Dataset entries:
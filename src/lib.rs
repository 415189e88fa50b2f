//! # packet-wire
//!
//! Obfuscated binary packet codec core for client/server game protocols.
//!
//! The crate implements the buffer layer a game protocol stack sits on:
//! typed primitives (bytes, shorts, ints, longs, strings, raw runs and
//! sub-byte bit fields) written to and read from per-packet byte stores,
//! with the wire format's obfuscation conventions — per-byte value ciphers
//! and non-standard byte orders — built into every primitive.
//!
//! ## Layers
//! - [`core::transform`] / [`core::order`]: the cipher and byte-order
//!   families every multi-byte primitive composes
//! - [`core::writer`] / [`core::reader`]: growable write buffers with
//!   deferred-length framing and bit-addressed writes; fixed read buffers
//! - [`core::packet`] / [`core::codec`]: the framed packet unit and a
//!   `tokio_util` codec for carrying it over byte streams
//!
//! ## Example
//! ```
//! use packet_wire::{ByteOrder, PacketReader, PacketWriter, ValueType};
//!
//! # fn main() -> packet_wire::Result<()> {
//! let mut out = PacketWriter::new();
//! out.write_u16(4000, ValueType::AddBias, ByteOrder::Little)?;
//! out.write_string("hello")?;
//! let wire = out.finish()?;
//!
//! let mut inb = PacketReader::new(wire);
//! assert_eq!(inb.read_u16(ValueType::AddBias, ByteOrder::Little)?, 4000);
//! assert_eq!(inb.read_string()?, "hello");
//! # Ok(())
//! # }
//! ```
//!
//! ## Scope
//! The codec accepts a backing byte store and a cursor, and exposes typed
//! primitives; callers supply field order and semantics. Opcode dispatch,
//! per-packet field layouts, and socket I/O live in the surrounding
//! protocol stack, not here.

pub mod config;
pub mod core;
pub mod error;
pub mod utils;

pub use crate::core::access::AccessMode;
pub use crate::core::codec::{FrameKind, FrameTable, PacketFramer};
pub use crate::core::order::ByteOrder;
pub use crate::core::packet::Packet;
pub use crate::core::reader::PacketReader;
pub use crate::core::transform::ValueType;
pub use crate::core::writer::PacketWriter;
pub use crate::error::{ProtocolError, Result};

◆ Your instructions:
After locating the line holding "raw runs and" above, output exactly that line and every line after it through the line holding "stack, not here.". Include nothing else.

◆ Result of this exercise:
//! typed primitives (bytes, shorts, ints, longs, strings, raw runs and
//! sub-byte bit fields) written to and read from per-packet byte stores,
//! with the wire format's obfuscation conventions — per-byte value ciphers
//! and non-standard byte orders — built into every primitive.
//!
//! ## Layers
//! - [`core::transform`] / [`core::order`]: the cipher and byte-order
//!   families every multi-byte primitive composes
//! - [`core::writer`] / [`core::reader`]: growable write buffers with
//!   deferred-length framing and bit-addressed writes; fixed read buffers
//! - [`core::packet`] / [`core::codec`]: the framed packet unit and a
//!   `tokio_util` codec for carrying it over byte streams
//!
//! ## Example
//! ```
//! use packet_wire::{ByteOrder, PacketReader, PacketWriter, ValueType};
//!
//! # fn main() -> packet_wire::Result<()> {
//! let mut out = PacketWriter::new();
//! out.write_u16(4000, ValueType::AddBias, ByteOrder::Little)?;
//! out.write_string("hello")?;
//! let wire = out.finish()?;
//!
//! let mut inb = PacketReader::new(wire);
//! assert_eq!(inb.read_u16(ValueType::AddBias, ByteOrder::Little)?, 4000);
//! assert_eq!(inb.read_string()?, "hello");
//! # Ok(())
//! # }
//! ```
//!
//! ## Scope
//! The codec accepts a backing byte store and a cursor, and exposes typed
//! primitives; callers supply field order and semantics. Opcode dispatch,
//! per-packet field layouts, and socket I/O live in the surrounding
//! protocol stack, not here.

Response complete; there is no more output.